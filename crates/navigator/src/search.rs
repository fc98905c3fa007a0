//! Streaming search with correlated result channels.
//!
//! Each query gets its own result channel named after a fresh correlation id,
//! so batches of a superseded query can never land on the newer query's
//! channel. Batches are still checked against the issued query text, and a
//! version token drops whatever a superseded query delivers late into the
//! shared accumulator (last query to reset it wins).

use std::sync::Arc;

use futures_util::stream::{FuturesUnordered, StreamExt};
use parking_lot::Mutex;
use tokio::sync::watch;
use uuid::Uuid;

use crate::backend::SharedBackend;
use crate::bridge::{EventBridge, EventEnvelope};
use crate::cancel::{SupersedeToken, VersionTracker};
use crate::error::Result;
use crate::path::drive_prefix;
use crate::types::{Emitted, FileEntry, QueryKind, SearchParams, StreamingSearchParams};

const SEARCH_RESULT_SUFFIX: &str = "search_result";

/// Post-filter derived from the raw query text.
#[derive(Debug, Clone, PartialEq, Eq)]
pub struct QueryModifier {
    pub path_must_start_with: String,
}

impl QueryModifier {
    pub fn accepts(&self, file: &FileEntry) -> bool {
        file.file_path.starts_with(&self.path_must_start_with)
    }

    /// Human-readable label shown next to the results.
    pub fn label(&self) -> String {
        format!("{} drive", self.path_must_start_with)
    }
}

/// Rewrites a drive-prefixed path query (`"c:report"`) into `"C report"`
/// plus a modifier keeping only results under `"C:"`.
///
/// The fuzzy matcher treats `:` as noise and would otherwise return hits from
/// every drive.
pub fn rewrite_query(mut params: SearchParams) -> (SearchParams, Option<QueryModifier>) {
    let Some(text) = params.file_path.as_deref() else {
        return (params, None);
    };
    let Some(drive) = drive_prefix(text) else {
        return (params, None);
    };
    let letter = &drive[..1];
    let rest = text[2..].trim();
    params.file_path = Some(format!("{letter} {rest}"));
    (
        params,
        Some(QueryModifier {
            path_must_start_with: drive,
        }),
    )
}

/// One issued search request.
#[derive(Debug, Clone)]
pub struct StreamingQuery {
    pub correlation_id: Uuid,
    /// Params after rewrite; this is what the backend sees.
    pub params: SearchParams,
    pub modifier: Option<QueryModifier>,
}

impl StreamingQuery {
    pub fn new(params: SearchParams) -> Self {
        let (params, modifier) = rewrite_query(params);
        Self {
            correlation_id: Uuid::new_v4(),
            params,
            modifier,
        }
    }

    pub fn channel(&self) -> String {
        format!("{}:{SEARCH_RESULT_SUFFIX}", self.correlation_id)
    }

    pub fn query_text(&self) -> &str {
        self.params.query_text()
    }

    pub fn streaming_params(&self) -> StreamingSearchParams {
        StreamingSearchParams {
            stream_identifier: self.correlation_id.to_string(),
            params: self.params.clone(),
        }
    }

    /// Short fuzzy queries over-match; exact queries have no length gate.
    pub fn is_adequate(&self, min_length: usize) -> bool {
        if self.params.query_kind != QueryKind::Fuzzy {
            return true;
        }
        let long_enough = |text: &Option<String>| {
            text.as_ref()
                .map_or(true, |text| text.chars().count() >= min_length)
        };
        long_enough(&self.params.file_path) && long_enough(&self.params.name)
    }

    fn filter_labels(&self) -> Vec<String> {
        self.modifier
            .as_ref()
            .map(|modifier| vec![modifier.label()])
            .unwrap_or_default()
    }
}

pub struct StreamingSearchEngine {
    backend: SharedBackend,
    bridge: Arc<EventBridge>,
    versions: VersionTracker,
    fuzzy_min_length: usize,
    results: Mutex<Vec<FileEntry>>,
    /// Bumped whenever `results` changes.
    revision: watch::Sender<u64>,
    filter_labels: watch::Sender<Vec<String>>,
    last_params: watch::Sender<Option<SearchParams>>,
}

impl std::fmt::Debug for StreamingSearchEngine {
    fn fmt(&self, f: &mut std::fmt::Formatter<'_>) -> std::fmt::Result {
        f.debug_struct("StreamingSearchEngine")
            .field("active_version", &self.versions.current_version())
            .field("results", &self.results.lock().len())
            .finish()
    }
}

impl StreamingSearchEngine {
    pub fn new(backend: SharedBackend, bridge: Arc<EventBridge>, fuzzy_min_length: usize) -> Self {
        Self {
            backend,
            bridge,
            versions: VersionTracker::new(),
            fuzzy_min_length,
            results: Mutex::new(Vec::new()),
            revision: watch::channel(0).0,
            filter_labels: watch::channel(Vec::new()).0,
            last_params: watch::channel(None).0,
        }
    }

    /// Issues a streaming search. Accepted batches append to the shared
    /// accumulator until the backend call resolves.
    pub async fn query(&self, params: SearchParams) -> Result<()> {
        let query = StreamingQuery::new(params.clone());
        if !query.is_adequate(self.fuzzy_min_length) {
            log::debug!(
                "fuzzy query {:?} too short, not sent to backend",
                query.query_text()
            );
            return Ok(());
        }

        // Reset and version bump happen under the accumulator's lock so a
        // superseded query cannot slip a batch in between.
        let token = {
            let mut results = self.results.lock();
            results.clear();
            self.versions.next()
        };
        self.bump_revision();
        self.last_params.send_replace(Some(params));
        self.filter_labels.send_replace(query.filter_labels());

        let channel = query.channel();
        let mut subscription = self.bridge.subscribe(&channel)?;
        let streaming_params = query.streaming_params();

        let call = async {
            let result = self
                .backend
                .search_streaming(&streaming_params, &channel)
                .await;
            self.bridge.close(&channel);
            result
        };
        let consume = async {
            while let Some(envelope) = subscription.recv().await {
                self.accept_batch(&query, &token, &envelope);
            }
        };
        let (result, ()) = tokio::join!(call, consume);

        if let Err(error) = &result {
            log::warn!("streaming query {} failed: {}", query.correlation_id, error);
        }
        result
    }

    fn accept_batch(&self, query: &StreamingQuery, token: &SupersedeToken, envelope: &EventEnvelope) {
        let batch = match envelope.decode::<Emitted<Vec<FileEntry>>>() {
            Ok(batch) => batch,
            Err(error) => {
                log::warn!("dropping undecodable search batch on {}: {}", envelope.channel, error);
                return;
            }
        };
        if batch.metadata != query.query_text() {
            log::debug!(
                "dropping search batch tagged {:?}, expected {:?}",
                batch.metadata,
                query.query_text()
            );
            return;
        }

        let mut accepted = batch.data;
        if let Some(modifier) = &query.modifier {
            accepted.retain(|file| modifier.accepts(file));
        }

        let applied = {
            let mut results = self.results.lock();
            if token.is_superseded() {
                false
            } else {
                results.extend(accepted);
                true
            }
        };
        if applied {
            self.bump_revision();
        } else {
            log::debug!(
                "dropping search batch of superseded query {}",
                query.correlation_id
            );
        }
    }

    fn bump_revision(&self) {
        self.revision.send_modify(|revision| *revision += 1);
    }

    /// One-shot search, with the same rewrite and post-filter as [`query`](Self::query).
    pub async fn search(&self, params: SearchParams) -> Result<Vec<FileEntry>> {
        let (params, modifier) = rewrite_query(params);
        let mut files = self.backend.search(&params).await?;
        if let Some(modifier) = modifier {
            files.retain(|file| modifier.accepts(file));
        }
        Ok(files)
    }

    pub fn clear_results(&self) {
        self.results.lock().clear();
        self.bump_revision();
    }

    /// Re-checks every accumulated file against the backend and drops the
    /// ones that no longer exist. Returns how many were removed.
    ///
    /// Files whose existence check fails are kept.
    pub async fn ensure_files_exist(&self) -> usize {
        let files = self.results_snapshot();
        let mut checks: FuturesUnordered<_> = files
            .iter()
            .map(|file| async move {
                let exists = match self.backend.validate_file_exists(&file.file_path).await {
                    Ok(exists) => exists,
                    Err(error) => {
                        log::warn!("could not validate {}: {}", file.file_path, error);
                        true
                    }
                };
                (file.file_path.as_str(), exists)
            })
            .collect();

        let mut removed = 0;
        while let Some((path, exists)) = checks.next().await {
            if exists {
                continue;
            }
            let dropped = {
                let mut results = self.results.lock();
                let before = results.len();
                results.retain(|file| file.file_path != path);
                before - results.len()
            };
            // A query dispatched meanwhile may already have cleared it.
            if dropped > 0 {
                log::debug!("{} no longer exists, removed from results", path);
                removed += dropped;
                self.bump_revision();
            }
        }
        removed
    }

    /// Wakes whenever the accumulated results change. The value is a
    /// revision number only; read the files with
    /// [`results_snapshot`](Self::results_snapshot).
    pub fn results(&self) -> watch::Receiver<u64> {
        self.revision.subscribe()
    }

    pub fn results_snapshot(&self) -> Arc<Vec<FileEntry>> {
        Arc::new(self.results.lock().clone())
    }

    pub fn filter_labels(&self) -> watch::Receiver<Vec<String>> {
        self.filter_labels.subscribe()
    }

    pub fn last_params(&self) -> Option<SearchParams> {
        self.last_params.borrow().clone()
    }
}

**WHAT YOU WILL DO:**
When you reach the line that contains "use crate::error::Result;", stop; output it and every line before it from the start of the data, exactly as written.

**RESULT:**
filename crates/navigator/src/search.rs
repository fc98905c3fa007a0
//! Streaming search with correlated result channels.
//!
//! Each query gets its own result channel named after a fresh correlation id,
//! so batches of a superseded query can never land on the newer query's
//! channel. Batches are still checked against the issued query text, and a
//! version token drops whatever a superseded query delivers late into the
//! shared accumulator (last query to reset it wins).

use std::sync::Arc;

use futures_util::stream::{FuturesUnordered, StreamExt};
use parking_lot::Mutex;
use tokio::sync::watch;
use uuid::Uuid;

use crate::backend::SharedBackend;
use crate::bridge::{EventBridge, EventEnvelope};
use crate::cancel::{SupersedeToken, VersionTracker};
use crate::error::Result;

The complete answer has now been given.